12 thoughts on “Kleinod für Klugscheißer

  1. Ihr Blog ist wirklich ein außergewöhnliches Kleinod!
    Das selbe/gleiche werden Sie heute bestimmt noch des Öfteren zu hören bekommen – und natürlich zu Recht!
    Herzlichen Gruß, FrauVau

  2. das bricht mir ja das linguistenherz, herr scheibster. sagen sie der jungen frau pink doch bitte einen schönen gruß von mir und weisen sie sie darauf hin, dass das gleiche nienieniemals dasselbe sein kann. egal, was irgendein halbseidener hessischer lehrer dazu sagt. (hatte ich schon mal erwähnt, dass die lehrerausbildung an deutschen universitäten mehr als nur zu wünschen übrig lässt? argh.)

    und übrigens: die unterscheidung zwischen dem gleichen und dem selben ding ist und bleibt ein wahres kleinod. (pflicht erfüllt, der herr. ^^)

  3. grummel, hab Deutsch noch nicht gut gelernt und schon wechseln die Regeln. werde aber immer dasselbe/ gleiche Problemen bei der,die, das, dem, den, dat, dar, deg, dud… äähm…Ups! haben.
    Danke Scheibster das Du brachtest mir dies Kleinod der Deutschen Sprache bei.
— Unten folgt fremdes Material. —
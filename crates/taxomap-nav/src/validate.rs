//! Integrity checks on a loaded ontology.

use crate::search::node_labels;
use serde::Serialize;
use std::collections::{BTreeMap, HashSet};
use std::fmt;
use taxomap_core::graph::{RdfGraph, Term};
use taxomap_core::vocab;

/// Namespaces whose terms are never expected to be described locally.
const EXTERNAL_NAMESPACES: [&str; 4] = [
    "http://www.w3.org/2002/07/owl#",
    "http://www.w3.org/2000/01/rdf-schema#",
    "http://www.w3.org/1999/02/22-rdf-syntax-ns#",
    "http://www.w3.org/2004/02/skos/core#",
];

#[derive(Debug, Clone, PartialEq, Eq, Serialize)]
#[serde(tag = "kind", rename_all = "snake_case")]
pub enum Issue {
    /// `rdfs:subClassOf` points at an IRI the graph says nothing about.
    DanglingParent { class: String, parent: String },
    /// An `owl:Class` with neither `rdfs:label` nor `skos:prefLabel`.
    UnlabeledClass { class: String },
    /// Classes that are subclasses of each other, smallest IRI first.
    SubclassCycle { members: Vec<String> },
}

impl fmt::Display for Issue {
    fn fmt(&self, f: &mut fmt::Formatter<'_>) -> fmt::Result {
        match self {
            Self::DanglingParent { class, parent } => {
                write!(f, "dangling parent: {class} subClassOf {parent}")
            }
            Self::UnlabeledClass { class } => write!(f, "unlabeled class: {class}"),
            Self::SubclassCycle { members } => {
                write!(f, "subclass cycle: {}", format_cycle(members))
            }
        }
    }
}

/// Run all checks. Issues are grouped by kind, each group in IRI order.
pub fn validate(graph: &RdfGraph) -> Vec<Issue> {
    let mut issues = Vec::new();
    issues.extend(dangling_parents(graph));
    issues.extend(unlabeled_classes(graph));
    issues.extend(subclass_cycles(graph));
    tracing::debug!(issues = issues.len(), "validation complete");
    issues
}

fn dangling_parents(graph: &RdfGraph) -> Vec<Issue> {
    let mut out = Vec::new();
    for triple in graph.triples() {
        if triple.predicate != vocab::RDFS_SUBCLASS_OF {
            continue;
        }
        let (Some(class), Some(parent)) = (triple.subject.as_iri(), triple.object.as_iri())
        else {
            continue;
        };
        if EXTERNAL_NAMESPACES.iter().any(|ns| parent.starts_with(ns)) {
            continue;
        }
        if !graph.describes(&triple.object) {
            out.push(Issue::DanglingParent {
                class: class.to_string(),
                parent: parent.to_string(),
            });
        }
    }
    out.sort_by(|a, b| issue_key(a).cmp(&issue_key(b)));
    out
}

fn unlabeled_classes(graph: &RdfGraph) -> Vec<Issue> {
    let mut out: Vec<Issue> = graph
        .instances_of(vocab::OWL_CLASS)
        .into_iter()
        .filter(|class| class.as_iri().is_some() && node_labels(graph, class).is_empty())
        .map(|class| Issue::UnlabeledClass {
            class: class.lexical().to_string(),
        })
        .collect();
    out.sort_by(|a, b| issue_key(a).cmp(&issue_key(b)));
    out
}

struct CycleSearch<'a> {
    adj: &'a BTreeMap<&'a str, Vec<&'a str>>,
    visited: HashSet<&'a str>,
    stack: Vec<&'a str>,
    on_stack: HashSet<&'a str>,
    cycles: Vec<Vec<String>>,
}

/// DFS over named subclass edges; each cycle is reported once, rotated to
/// start at its smallest IRI.
fn subclass_cycles(graph: &RdfGraph) -> Vec<Issue> {
    let mut adj: BTreeMap<&str, Vec<&str>> = BTreeMap::new();
    for triple in graph.triples() {
        if triple.predicate != vocab::RDFS_SUBCLASS_OF {
            continue;
        }
        if let (Some(child), Some(parent)) = (triple.subject.as_iri(), triple.object.as_iri()) {
            adj.entry(child).or_default().push(parent);
        }
    }

    let mut search = CycleSearch {
        adj: &adj,
        visited: HashSet::new(),
        stack: Vec::new(),
        on_stack: HashSet::new(),
        cycles: Vec::new(),
    };
    for &node in adj.keys() {
        if !search.visited.contains(node) {
            find_cycles_from(node, &mut search);
        }
    }

    let mut seen: HashSet<Vec<String>> = HashSet::new();
    let mut issues = Vec::new();
    for mut cycle in search.cycles {
        if let Some(min_pos) = cycle
            .iter()
            .enumerate()
            .min_by_key(|(_, v)| *v)
            .map(|(i, _)| i)
        {
            cycle.rotate_left(min_pos);
        }
        if seen.insert(cycle.clone()) {
            issues.push(Issue::SubclassCycle { members: cycle });
        }
    }
    issues
}

fn find_cycles_from<'a>(node: &'a str, ctx: &mut CycleSearch<'a>) {
    ctx.visited.insert(node);
    ctx.stack.push(node);
    ctx.on_stack.insert(node);

    if let Some(parents) = ctx.adj.get(node) {
        for &parent in parents {
            if ctx.on_stack.contains(parent) {
                if let Some(start) = ctx.stack.iter().position(|&n| n == parent) {
                    ctx.cycles
                        .push(ctx.stack[start..].iter().map(|s| s.to_string()).collect());
                }
            } else if !ctx.visited.contains(parent) {
                find_cycles_from(parent, ctx);
            }
        }
    }

    ctx.stack.pop();
    ctx.on_stack.remove(node);
}

/// Format a cycle as "A → B → A".
fn format_cycle(cycle: &[String]) -> String {
    if cycle.is_empty() {
        return String::new();
    }
    let mut result = cycle.join(" → ");
    result.push_str(" → ");
    result.push_str(&cycle[0]);
    result
}

fn issue_key(issue: &Issue) -> (&str, &str) {
    match issue {
        Issue::DanglingParent { class, parent } => (class.as_str(), parent.as_str()),
        Issue::UnlabeledClass { class } => (class.as_str(), ""),
        Issue::SubclassCycle { members } => (members.first().map_or("", String::as_str), ""),
    }
}

#[cfg(test)]
mod tests {
    use super::*;
    use taxomap_core::graph::Triple;

    fn add(graph: &mut RdfGraph, s: &str, p: &str, o: Term) {
        graph.insert(Triple::new(Term::iri(s), p, o));
    }

    #[test]
    fn test_clean_graph_has_no_issues() {
        let mut g = RdfGraph::new();
        add(&mut g, "e:A", vocab::RDF_TYPE, Term::iri(vocab::OWL_CLASS));
        add(&mut g, "e:A", vocab::RDFS_LABEL, Term::literal("A"));
        add(
            &mut g,
            "e:A",
            vocab::RDFS_SUBCLASS_OF,
            Term::iri("http://www.w3.org/2002/07/owl#Thing"),
        );
        assert!(validate(&g).is_empty());
    }

    #[test]
    fn test_dangling_and_unlabeled() {
        let mut g = RdfGraph::new();
        add(&mut g, "e:A", vocab::RDF_TYPE, Term::iri(vocab::OWL_CLASS));
        add(&mut g, "e:A", vocab::RDFS_SUBCLASS_OF, Term::iri("e:Missing"));
        let issues = validate(&g);
        assert_eq!(
            issues,
            vec![
                Issue::DanglingParent {
                    class: "e:A".into(),
                    parent: "e:Missing".into()
                },
                Issue::UnlabeledClass { class: "e:A".into() },
            ]
        );
    }

    #[test]
    fn test_cycle_reported_once_from_smallest() {
        let mut g = RdfGraph::new();
        add(&mut g, "e:C", vocab::RDFS_SUBCLASS_OF, Term::iri("e:A"));
        add(&mut g, "e:A", vocab::RDFS_SUBCLASS_OF, Term::iri("e:B"));
        add(&mut g, "e:B", vocab::RDFS_SUBCLASS_OF, Term::iri("e:C"));
        let cycles: Vec<Issue> = validate(&g)
            .into_iter()
            .filter(|i| matches!(i, Issue::SubclassCycle { .. }))
            .collect();
        assert_eq!(cycles.len(), 1);
        assert_eq!(
            cycles[0].to_string(),
            "subclass cycle: e:A → e:B → e:C → e:A"
        );
    }
}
  4. Also jetzt braucht es schon Kommissionen und Jurys um uns die Kleinodien deutscher Sprache nachzuschmeißen…

    Ohne Not
    bog das Boot
    links ab über das Kleinod
    rumpelte
    schunkelte
    fuhr dann ruhig ins Abendrot.

    Und die Sache mit dem gleichen und -selben, naja, das Märchen hör ich auch immer wieder: “Näääh, dat gibbet ja gar nich meä” (aka “ich darf doof bleiben und Schund reden”), immer dasselbe. Seit wann wird im Rahmen einer RechtSCHREIBreform denn der SINN der Worte geändert? Käse. Ach übrigens: wie verhält es sich eigentlich mit der Groß- bzw. Kleinschreibung?

    Greetz
    Gnaur

  5. @FrauVivaldi: Ach, FrauVau: Wie Öl, wie Öl! 🙂

    @Wort-Wahl: Sie sprechen mir aus dem Herzen, Frau Wahl, sowohl was die Unterscheidung als auch die Lehrerausbildung betrifft. Und danke für die Pfilchterfüllung. 🙂

    @PropheT: Nun, höchstens sprachinquisitorische Argumente sprechen gegen das Uiuiuiod. Als Kompliment höre ich das natürlich gerne. Wer auch nicht?
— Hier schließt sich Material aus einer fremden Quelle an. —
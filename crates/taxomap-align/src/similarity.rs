//! String similarity scorers for normalized labels.

use crate::normalize::normalize_label;
use std::fmt;
use std::str::FromStr;

/// Which similarity measure to apply to a pair of labels.
#[derive(Debug, Clone, Copy, PartialEq, Eq, Default)]
pub enum Scorer {
    /// Ratcliff/Obershelp matching-blocks ratio.
    #[default]
    Ratio,
    JaroWinkler,
    /// 1 - Levenshtein distance / longest length.
    Levenshtein,
    /// Sørensen–Dice coefficient over character bigrams.
    SorensenDice,
}

impl Scorer {
    pub fn name(self) -> &'static str {
        match self {
            Self::Ratio => "ratio",
            Self::JaroWinkler => "jaro_winkler",
            Self::Levenshtein => "levenshtein",
            Self::SorensenDice => "sorensen_dice",
        }
    }

    /// Score two already-normalized strings in [0.0, 1.0].
    pub fn score(self, a: &str, b: &str) -> f64 {
        match self {
            Self::Ratio => sequence_ratio(a, b),
            Self::JaroWinkler => strsim::jaro_winkler(a, b),
            Self::Levenshtein => strsim::normalized_levenshtein(a, b),
            Self::SorensenDice => strsim::sorensen_dice(a, b),
        }
    }
}

impl fmt::Display for Scorer {
    fn fmt(&self, f: &mut fmt::Formatter<'_>) -> fmt::Result {
        f.write_str(self.name())
    }
}

#[derive(Debug, thiserror::Error)]
#[error("unknown scorer `{0}` (expected ratio, jaro_winkler, levenshtein or sorensen_dice)")]
pub struct UnknownScorer(pub String);

impl FromStr for Scorer {
    type Err = UnknownScorer;

    fn from_str(s: &str) -> Result<Self, Self::Err> {
        match s.to_ascii_lowercase().replace('-', "_").as_str() {
            "ratio" | "sequence" | "ratcliff" => Ok(Self::Ratio),
            "jaro_winkler" | "jaro" => Ok(Self::JaroWinkler),
            "levenshtein" => Ok(Self::Levenshtein),
            "sorensen_dice" | "dice" => Ok(Self::SorensenDice),
            _ => Err(UnknownScorer(s.to_string())),
        }
    }
}

/// Similarity of two raw labels: both are normalized, then scored.
pub fn label_similarity(a: &str, b: &str, scorer: Scorer) -> f64 {
    scorer.score(&normalize_label(a), &normalize_label(b))
}

/// Ratcliff/Obershelp similarity: `2 * M / T`, where `M` is the number of chars in
/// matching blocks and `T` the combined length. Two empty strings score 1.0.
///
/// Blocks are found by repeatedly taking the longest common substring (earliest
/// in `a`, then earliest in `b`) and recursing on the unmatched sides. No junk
/// heuristic is applied.
pub fn sequence_ratio(a: &str, b: &str) -> f64 {
    let a: Vec<char> = a.chars().collect();
    let b: Vec<char> = b.chars().collect();
    let total = a.len() + b.len();
    if total == 0 {
        return 1.0;
    }
    2.0 * matching_chars(&a, &b) as f64 / total as f64
}

fn matching_chars(a: &[char], b: &[char]) -> usize {
    let mut matched = 0;
    let mut pending = vec![(0, a.len(), 0, b.len())];

    while let Some((alo, ahi, blo, bhi)) = pending.pop() {
        let (i, j, k) = longest_match(a, b, alo, ahi, blo, bhi);
        if k == 0 {
            continue;
        }
        matched += k;
        if alo < i && blo < j {
            pending.push((alo, i, blo, j));
        }
        if i + k < ahi && j + k < bhi {
            pending.push((i + k, ahi, j + k, bhi));
        }
    }
    matched
}

/// Longest common block of `a[alo..ahi]` and `b[blo..bhi]` as (i, j, len).
fn longest_match(
    a: &[char],
    b: &[char],
    alo: usize,
    ahi: usize,
    blo: usize,
    bhi: usize,
) -> (usize, usize, usize) {
    let (mut best_i, mut best_j, mut best_k) = (alo, blo, 0);
    // run[j] = length of the common suffix ending at a[i-1], b[j-1].
    let mut prev = vec![0usize; bhi - blo + 1];
    let mut cur = vec![0usize; bhi - blo + 1];

    for i in alo..ahi {
        for j in blo..bhi {
            let col = j - blo + 1;
            if a[i] == b[j] {
                let k = prev[col - 1] + 1;
                cur[col] = k;
                if k > best_k {
                    best_i = i + 1 - k;
                    best_j = j + 1 - k;
                    best_k = k;
                }
            } else {
                cur[col] = 0;
            }
        }
        std::mem::swap(&mut prev, &mut cur);
    }
    (best_i, best_j, best_k)
}

#[cfg(test)]
mod tests {
    use super::*;

    fn approx(a: f64, b: f64) -> bool {
        (a - b).abs() < 1e-9
    }

    #[test]
    fn test_ratio_identical_and_disjoint() {
        assert_eq!(sequence_ratio("grant fraud", "grant fraud"), 1.0);
        assert_eq!(sequence_ratio("abc", "xyz"), 0.0);
        assert_eq!(sequence_ratio("", ""), 1.0);
        assert_eq!(sequence_ratio("abc", ""), 0.0);
    }

    #[test]
    fn test_ratio_known_values() {
        // "abcd" vs "bcde": block "bcd" → 2*3/8
        assert!(approx(sequence_ratio("abcd", "bcde"), 0.75));
        // "grant" vs "grants": 2*5/11
        assert!(approx(sequence_ratio("grant", "grants"), 10.0 / 11.0));
        // the classic difflib example: "abcd" vs "acbd" → 2*3/8
        assert!(approx(sequence_ratio("abcd", "acbd"), 0.75));
    }

    #[test]
    fn test_ratio_recurses_on_both_sides() {
        // blocks: "x" (left of "abc"), "abc", "y" (right)
        assert!(approx(sequence_ratio("xabcy", "xqabcqy"), 2.0 * 5.0 / 12.0));
    }

    #[test]
    fn test_label_similarity_normalizes() {
        assert_eq!(label_similarity("Grant Fraud!", "grant   fraud", Scorer::Ratio), 1.0);
    }

    #[test]
    fn test_scorer_from_str() {
        assert_eq!("ratio".parse::<Scorer>().unwrap(), Scorer::Ratio);
        assert_eq!("Jaro-Winkler".parse::<Scorer>().unwrap(), Scorer::JaroWinkler);
        assert_eq!("dice".parse::<Scorer>().unwrap(), Scorer::SorensenDice);
        assert!("cosine".parse::<Scorer>().is_err());
    }

    #[test]
    fn test_alternative_scorers_bounded() {
        for scorer in [Scorer::JaroWinkler, Scorer::Levenshtein, Scorer::SorensenDice] {
            let s = scorer.score("grant fraud", "grants");
            assert!((0.0..=1.0).contains(&s), "{} out of range: {}", scorer, s);
            assert_eq!(scorer.score("loan", "loan"), 1.0);
        }
    }
}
    @Lars: Die Regeln wechseln derzeit ständig… Kein Grund sich aufzuregen. Dafür hast Du schon King George. 😉

    @Gnaur: Sehr schön gerettet, Herr Gnaur. Auch wenn ich zunächst “…fuhr dann ruhig ins Abendbrot” las. Wie schon betont, Käse entspricht da ganz meiner Auffassung. Allein die Groß- und Kleinschreibung, die verreformierte, macht mir noch Kopfschmerzen.

  6. Manche Frauen sollen sich mal nicht so mit dem Kleinod haben! Es könnte ja “Kleinod an die Freude sein”!

  7. Na verdammich. Da ist mein KLeinod von Kommentar wohl in den ungöttlichen Tiefen des Internets verlorengegangen.
    Leider bekomme ich ihn nicht mehr hin. Aber mir ist eh so blümerant.

  8. @MacLeod: Oden, auch kleine, werden hier grundsätzlich nur an den Schnurbler geschrieben.

    @Mephistascripts: Ich bitte darum.

    @Herr Wolf: Das ist aber bedauerlich. Aber wenigstens haben Sie ein bedrohtes Wort gerettet.

  9. Das Kleinod ist ja eins der wichtigsten Utensilien in Clemens von Brentanos großartigem, hoch originellem Roman “Godwi”, und es heißt rückwärts Donielk. 🙂

  10. Und wieder fühle ich mich viel zu unbelesen.

    Ich werde jetzt 3 Jahre Bildungsurlaub beantragen.